**BRIEF**
From start to end, print the entire listing below exactly.

**PROVIDED DATA**

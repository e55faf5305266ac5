//! Implementation of the `brandshell check` command.

use tracing::{debug, instrument};

use brandshell_core::domain::{validate_brand_details, validate_brand_theme};

use crate::{
    cli::{CheckArgs, GlobalArgs},
    commands::load_brand_file,
    error::{CliError, CliResult},
    output::OutputManager,
};

#[instrument(skip_all, fields(file = %args.file.display()))]
pub fn execute(args: CheckArgs, _global: GlobalArgs, output: OutputManager) -> CliResult<()> {
    let brand = load_brand_file(&args.file)?;
    output.header(&format!("Checking {}", args.file.display()))?;

    let details = validate_brand_details(&brand.details);
    let theme = validate_brand_theme(&brand.theme);
    debug!(
        details_valid = details.valid,
        theme_valid = theme.valid,
        "validation finished"
    );

    let mut errors = details.errors;
    errors.extend(theme.errors);

    if !errors.is_empty() {
        for error in &errors {
            output.error(error)?;
        }
        return Err(CliError::InvalidInput {
            message: format!(
                "{} validation error(s) in {}",
                errors.len(),
                args.file.display()
            ),
        });
    }

    output.success(&format!("{} is valid", args.file.display()))?;
    if let Some(normalized) = details.normalized {
        output.print(&format!(
            "  brand: {} ({} nav link(s), {} social link(s))",
            normalized.name,
            normalized.nav_links.len(),
            [
                &normalized.website,
                &normalized.linkedin,
                &normalized.gmail,
                &normalized.github,
                &normalized.twitter,
                &normalized.discord,
            ]
            .iter()
            .filter(|v| v.is_some())
            .count(),
        ))?;
    }
    Ok(())
}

**TASK OUTPUT**
repository e55faf5305266ac5
//! Implementation of the `brandshell check` command.

use tracing::{debug, instrument};

use brandshell_core::domain::{validate_brand_details, validate_brand_theme};

use crate::{
    cli::{CheckArgs, GlobalArgs},
    commands::load_brand_file,
    error::{CliError, CliResult},
    output::OutputManager,
};

#[instrument(skip_all, fields(file = %args.file.display()))]
pub fn execute(args: CheckArgs, _global: GlobalArgs, output: OutputManager) -> CliResult<()> {
    let brand = load_brand_file(&args.file)?;
    output.header(&format!("Checking {}", args.file.display()))?;

    let details = validate_brand_details(&brand.details);
    let theme = validate_brand_theme(&brand.theme);
    debug!(
        details_valid = details.valid,
        theme_valid = theme.valid,
        "validation finished"
    );

    let mut errors = details.errors;
    errors.extend(theme.errors);

    if !errors.is_empty() {
        for error in &errors {
            output.error(error)?;
        }
        return Err(CliError::InvalidInput {
            message: format!(
                "{} validation error(s) in {}",
                errors.len(),
                args.file.display()
            ),
        });
    }

    output.success(&format!("{} is valid", args.file.display()))?;
    if let Some(normalized) = details.normalized {
        output.print(&format!(
            "  brand: {} ({} nav link(s), {} social link(s))",
            normalized.name,
            normalized.nav_links.len(),
            [
                &normalized.website,
                &normalized.linkedin,
                &normalized.gmail,
                &normalized.github,
                &normalized.twitter,
                &normalized.discord,
            ]
            .iter()
            .filter(|v| v.is_some())
            .count(),
        ))?;
    }
    Ok(())
}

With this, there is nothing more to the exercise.